**What you are asked to do**: Every line of the material must be set down again without alteration.

**Input records**:

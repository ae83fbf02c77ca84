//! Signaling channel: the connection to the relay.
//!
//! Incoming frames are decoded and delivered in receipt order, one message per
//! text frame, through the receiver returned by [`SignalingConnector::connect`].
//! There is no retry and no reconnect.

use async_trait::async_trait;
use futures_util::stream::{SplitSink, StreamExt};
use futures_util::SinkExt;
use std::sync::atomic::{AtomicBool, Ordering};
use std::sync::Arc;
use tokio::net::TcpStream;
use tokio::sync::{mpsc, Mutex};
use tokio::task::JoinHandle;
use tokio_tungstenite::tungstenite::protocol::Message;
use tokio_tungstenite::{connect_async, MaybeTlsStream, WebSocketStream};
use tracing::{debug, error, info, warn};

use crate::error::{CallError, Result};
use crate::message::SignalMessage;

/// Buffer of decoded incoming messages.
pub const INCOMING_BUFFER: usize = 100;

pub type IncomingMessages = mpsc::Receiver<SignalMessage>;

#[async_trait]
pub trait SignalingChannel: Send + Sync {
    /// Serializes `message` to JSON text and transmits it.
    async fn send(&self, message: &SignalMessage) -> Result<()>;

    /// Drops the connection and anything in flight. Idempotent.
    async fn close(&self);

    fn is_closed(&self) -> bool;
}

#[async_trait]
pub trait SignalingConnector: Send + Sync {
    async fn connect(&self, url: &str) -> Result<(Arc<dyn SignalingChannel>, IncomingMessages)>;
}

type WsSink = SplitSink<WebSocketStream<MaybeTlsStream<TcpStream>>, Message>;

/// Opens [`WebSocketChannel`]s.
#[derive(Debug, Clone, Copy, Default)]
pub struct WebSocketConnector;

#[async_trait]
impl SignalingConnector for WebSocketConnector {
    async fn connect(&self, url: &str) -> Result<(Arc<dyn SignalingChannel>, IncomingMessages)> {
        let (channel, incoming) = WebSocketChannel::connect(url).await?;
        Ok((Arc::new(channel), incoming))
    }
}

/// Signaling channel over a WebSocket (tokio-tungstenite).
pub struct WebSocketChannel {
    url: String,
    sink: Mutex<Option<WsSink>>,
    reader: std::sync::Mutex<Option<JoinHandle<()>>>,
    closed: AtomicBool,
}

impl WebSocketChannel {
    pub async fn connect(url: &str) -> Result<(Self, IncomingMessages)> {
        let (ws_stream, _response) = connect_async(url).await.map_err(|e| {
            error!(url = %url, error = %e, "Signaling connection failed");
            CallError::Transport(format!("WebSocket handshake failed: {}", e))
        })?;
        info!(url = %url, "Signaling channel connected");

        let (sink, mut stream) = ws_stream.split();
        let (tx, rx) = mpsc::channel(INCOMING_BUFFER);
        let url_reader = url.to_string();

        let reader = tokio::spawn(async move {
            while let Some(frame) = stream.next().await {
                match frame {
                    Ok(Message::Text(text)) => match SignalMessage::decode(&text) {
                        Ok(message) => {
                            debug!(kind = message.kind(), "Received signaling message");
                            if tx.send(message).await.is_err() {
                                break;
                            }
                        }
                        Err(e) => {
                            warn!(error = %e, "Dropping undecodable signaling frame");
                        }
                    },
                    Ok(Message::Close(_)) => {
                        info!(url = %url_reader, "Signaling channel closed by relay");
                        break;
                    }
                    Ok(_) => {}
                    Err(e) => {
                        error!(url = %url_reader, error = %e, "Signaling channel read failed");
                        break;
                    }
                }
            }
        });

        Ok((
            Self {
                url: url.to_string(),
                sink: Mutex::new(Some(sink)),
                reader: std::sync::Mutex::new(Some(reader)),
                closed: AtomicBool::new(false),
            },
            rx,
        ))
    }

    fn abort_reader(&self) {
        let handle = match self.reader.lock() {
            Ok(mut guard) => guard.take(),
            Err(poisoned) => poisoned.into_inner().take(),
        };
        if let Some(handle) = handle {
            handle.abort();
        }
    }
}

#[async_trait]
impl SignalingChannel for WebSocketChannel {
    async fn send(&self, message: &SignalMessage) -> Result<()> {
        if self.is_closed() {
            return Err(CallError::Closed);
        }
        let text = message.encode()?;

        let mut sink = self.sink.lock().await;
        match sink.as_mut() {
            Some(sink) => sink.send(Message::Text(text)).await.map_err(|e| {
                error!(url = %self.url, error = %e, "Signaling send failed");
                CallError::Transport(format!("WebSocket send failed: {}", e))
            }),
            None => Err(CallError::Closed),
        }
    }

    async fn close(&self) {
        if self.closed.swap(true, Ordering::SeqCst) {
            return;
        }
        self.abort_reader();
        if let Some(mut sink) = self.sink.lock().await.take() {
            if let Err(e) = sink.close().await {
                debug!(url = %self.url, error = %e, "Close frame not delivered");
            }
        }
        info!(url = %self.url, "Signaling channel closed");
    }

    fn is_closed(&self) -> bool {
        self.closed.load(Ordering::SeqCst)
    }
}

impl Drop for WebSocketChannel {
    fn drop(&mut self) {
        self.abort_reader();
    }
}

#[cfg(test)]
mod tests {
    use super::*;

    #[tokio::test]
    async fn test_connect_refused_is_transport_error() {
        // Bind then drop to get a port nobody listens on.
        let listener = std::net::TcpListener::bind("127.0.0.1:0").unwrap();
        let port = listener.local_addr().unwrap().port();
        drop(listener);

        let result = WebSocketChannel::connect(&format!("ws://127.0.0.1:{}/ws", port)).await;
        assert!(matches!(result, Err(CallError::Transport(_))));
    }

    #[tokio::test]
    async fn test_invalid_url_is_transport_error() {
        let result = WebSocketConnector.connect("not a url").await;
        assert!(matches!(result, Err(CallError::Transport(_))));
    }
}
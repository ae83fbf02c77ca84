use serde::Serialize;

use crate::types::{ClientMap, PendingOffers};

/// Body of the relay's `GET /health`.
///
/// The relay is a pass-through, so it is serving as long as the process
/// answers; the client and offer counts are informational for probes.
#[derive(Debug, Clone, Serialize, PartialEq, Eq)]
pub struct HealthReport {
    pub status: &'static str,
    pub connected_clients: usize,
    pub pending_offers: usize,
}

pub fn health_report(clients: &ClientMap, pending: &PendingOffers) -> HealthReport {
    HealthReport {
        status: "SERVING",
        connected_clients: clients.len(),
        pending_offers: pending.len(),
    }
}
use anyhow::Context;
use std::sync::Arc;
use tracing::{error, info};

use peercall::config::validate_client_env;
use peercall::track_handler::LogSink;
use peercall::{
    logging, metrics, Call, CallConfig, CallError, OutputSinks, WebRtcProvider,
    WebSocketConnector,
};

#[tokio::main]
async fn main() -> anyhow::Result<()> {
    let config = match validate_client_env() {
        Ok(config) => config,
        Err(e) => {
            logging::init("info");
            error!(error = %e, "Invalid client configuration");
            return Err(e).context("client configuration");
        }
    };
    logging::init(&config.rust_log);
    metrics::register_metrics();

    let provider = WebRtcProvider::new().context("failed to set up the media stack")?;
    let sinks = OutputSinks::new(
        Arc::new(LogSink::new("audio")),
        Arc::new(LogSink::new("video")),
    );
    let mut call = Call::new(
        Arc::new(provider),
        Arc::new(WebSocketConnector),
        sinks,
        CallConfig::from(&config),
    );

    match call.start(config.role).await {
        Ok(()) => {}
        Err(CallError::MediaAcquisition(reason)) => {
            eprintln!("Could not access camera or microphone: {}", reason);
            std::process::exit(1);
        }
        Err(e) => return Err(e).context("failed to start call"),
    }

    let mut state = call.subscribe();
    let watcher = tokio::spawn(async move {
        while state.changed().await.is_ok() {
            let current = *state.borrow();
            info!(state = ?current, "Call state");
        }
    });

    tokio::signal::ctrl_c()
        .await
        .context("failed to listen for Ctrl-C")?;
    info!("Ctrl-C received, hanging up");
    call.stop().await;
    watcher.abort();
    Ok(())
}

**Result**:
repository ae83fbf02c77ca84
//! Signaling channel: the connection to the relay.
//!
//! Incoming frames are decoded and delivered in receipt order, one message per
//! text frame, through the receiver returned by [`SignalingConnector::connect`].
//! There is no retry and no reconnect.

use async_trait::async_trait;
use futures_util::stream::{SplitSink, StreamExt};
use futures_util::SinkExt;
use std::sync::atomic::{AtomicBool, Ordering};
use std::sync::Arc;
use tokio::net::TcpStream;
use tokio::sync::{mpsc, Mutex};
use tokio::task::JoinHandle;
use tokio_tungstenite::tungstenite::protocol::Message;
use tokio_tungstenite::{connect_async, MaybeTlsStream, WebSocketStream};
use tracing::{debug, error, info, warn};

use crate::error::{CallError, Result};
use crate::message::SignalMessage;

/// Buffer of decoded incoming messages.
pub const INCOMING_BUFFER: usize = 100;

pub type IncomingMessages = mpsc::Receiver<SignalMessage>;

#[async_trait]
pub trait SignalingChannel: Send + Sync {
    /// Serializes `message` to JSON text and transmits it.
    async fn send(&self, message: &SignalMessage) -> Result<()>;

    /// Drops the connection and anything in flight. Idempotent.
    async fn close(&self);

    fn is_closed(&self) -> bool;
}

#[async_trait]
pub trait SignalingConnector: Send + Sync {
    async fn connect(&self, url: &str) -> Result<(Arc<dyn SignalingChannel>, IncomingMessages)>;
}

type WsSink = SplitSink<WebSocketStream<MaybeTlsStream<TcpStream>>, Message>;

/// Opens [`WebSocketChannel`]s.
#[derive(Debug, Clone, Copy, Default)]
pub struct WebSocketConnector;

#[async_trait]
impl SignalingConnector for WebSocketConnector {
    async fn connect(&self, url: &str) -> Result<(Arc<dyn SignalingChannel>, IncomingMessages)> {
        let (channel, incoming) = WebSocketChannel::connect(url).await?;
        Ok((Arc::new(channel), incoming))
    }
}

/// Signaling channel over a WebSocket (tokio-tungstenite).
pub struct WebSocketChannel {
    url: String,
    sink: Mutex<Option<WsSink>>,
    reader: std::sync::Mutex<Option<JoinHandle<()>>>,
    closed: AtomicBool,
}

impl WebSocketChannel {
    pub async fn connect(url: &str) -> Result<(Self, IncomingMessages)> {
        let (ws_stream, _response) = connect_async(url).await.map_err(|e| {
            error!(url = %url, error = %e, "Signaling connection failed");
            CallError::Transport(format!("WebSocket handshake failed: {}", e))
        })?;
        info!(url = %url, "Signaling channel connected");

        let (sink, mut stream) = ws_stream.split();
        let (tx, rx) = mpsc::channel(INCOMING_BUFFER);
        let url_reader = url.to_string();

        let reader = tokio::spawn(async move {
            while let Some(frame) = stream.next().await {
                match frame {
                    Ok(Message::Text(text)) => match SignalMessage::decode(&text) {
                        Ok(message) => {
                            debug!(kind = message.kind(), "Received signaling message");
                            if tx.send(message).await.is_err() {
                                break;
                            }
                        }
                        Err(e) => {
                            warn!(error = %e, "Dropping undecodable signaling frame");
                        }
                    },
                    Ok(Message::Close(_)) => {
                        info!(url = %url_reader, "Signaling channel closed by relay");
                        break;
                    }
                    Ok(_) => {}
                    Err(e) => {
                        error!(url = %url_reader, error = %e, "Signaling channel read failed");
                        break;
                    }
                }
            }
        });

        Ok((
            Self {
                url: url.to_string(),
                sink: Mutex::new(Some(sink)),
                reader: std::sync::Mutex::new(Some(reader)),
                closed: AtomicBool::new(false),
            },
            rx,
        ))
    }

    fn abort_reader(&self) {
        let handle = match self.reader.lock() {
            Ok(mut guard) => guard.take(),
            Err(poisoned) => poisoned.into_inner().take(),
        };
        if let Some(handle) = handle {
            handle.abort();
        }
    }
}

#[async_trait]
impl SignalingChannel for WebSocketChannel {
    async fn send(&self, message: &SignalMessage) -> Result<()> {
        if self.is_closed() {
            return Err(CallError::Closed);
        }
        let text = message.encode()?;

        let mut sink = self.sink.lock().await;
        match sink.as_mut() {
            Some(sink) => sink.send(Message::Text(text)).await.map_err(|e| {
                error!(url = %self.url, error = %e, "Signaling send failed");
                CallError::Transport(format!("WebSocket send failed: {}", e))
            }),
            None => Err(CallError::Closed),
        }
    }

    async fn close(&self) {
        if self.closed.swap(true, Ordering::SeqCst) {
            return;
        }
        self.abort_reader();
        if let Some(mut sink) = self.sink.lock().await.take() {
            if let Err(e) = sink.close().await {
                debug!(url = %self.url, error = %e, "Close frame not delivered");
            }
        }
        info!(url = %self.url, "Signaling channel closed");
    }

    fn is_closed(&self) -> bool {
        self.closed.load(Ordering::SeqCst)
    }
}

impl Drop for WebSocketChannel {
    fn drop(&mut self) {
        self.abort_reader();
    }
}

#[cfg(test)]
mod tests {
    use super::*;

    #[tokio::test]
    async fn test_connect_refused_is_transport_error() {
        // Bind then drop to get a port nobody listens on.
        let listener = std::net::TcpListener::bind("127.0.0.1:0").unwrap();
        let port = listener.local_addr().unwrap().port();
        drop(listener);

        let result = WebSocketChannel::connect(&format!("ws://127.0.0.1:{}/ws", port)).await;
        assert!(matches!(result, Err(CallError::Transport(_))));
    }

    #[tokio::test]
    async fn test_invalid_url_is_transport_error() {
        let result = WebSocketConnector.connect("not a url").await;
        assert!(matches!(result, Err(CallError::Transport(_))));
    }
}
repository ae83fbf02c77ca84
use serde::Serialize;

use crate::types::{ClientMap, PendingOffers};

/// Body of the relay's `GET /health`.
///
/// The relay is a pass-through, so it is serving as long as the process
/// answers; the client and offer counts are informational for probes.
#[derive(Debug, Clone, Serialize, PartialEq, Eq)]
pub struct HealthReport {
    pub status: &'static str,
    pub connected_clients: usize,
    pub pending_offers: usize,
}

pub fn health_report(clients: &ClientMap, pending: &PendingOffers) -> HealthReport {
    HealthReport {
        status: "SERVING",
        connected_clients: clients.len(),
        pending_offers: pending.len(),
    }
}
use anyhow::Context;
use std::sync::Arc;
use tracing::{error, info};

use peercall::config::validate_client_env;
use peercall::track_handler::LogSink;
use peercall::{
    logging, metrics, Call, CallConfig, CallError, OutputSinks, WebRtcProvider,
    WebSocketConnector,
};

#[tokio::main]
async fn main() -> anyhow::Result<()> {
    let config = match validate_client_env() {
        Ok(config) => config,
        Err(e) => {
            logging::init("info");
            error!(error = %e, "Invalid client configuration");
            return Err(e).context("client configuration");
        }
    };
    logging::init(&config.rust_log);
    metrics::register_metrics();

    let provider = WebRtcProvider::new().context("failed to set up the media stack")?;
    let sinks = OutputSinks::new(
        Arc::new(LogSink::new("audio")),
        Arc::new(LogSink::new("video")),
    );
    let mut call = Call::new(
        Arc::new(provider),
        Arc::new(WebSocketConnector),
        sinks,
        CallConfig::from(&config),
    );

    match call.start(config.role).await {
        Ok(()) => {}
        Err(CallError::MediaAcquisition(reason)) => {
            eprintln!("Could not access camera or microphone: {}", reason);
            std::process::exit(1);
        }
        Err(e) => return Err(e).context("failed to start call"),
    }

    let mut state = call.subscribe();
    let watcher = tokio::spawn(async move {
        while state.changed().await.is_ok() {
            let current = *state.borrow();
            info!(state = ?current, "Call state");
        }
    });

    tokio::signal::ctrl_c()
        .await
        .context("failed to listen for Ctrl-C")?;
    info!("Ctrl-C received, hanging up");
    call.stop().await;
    watcher.abort();
    Ok(())
}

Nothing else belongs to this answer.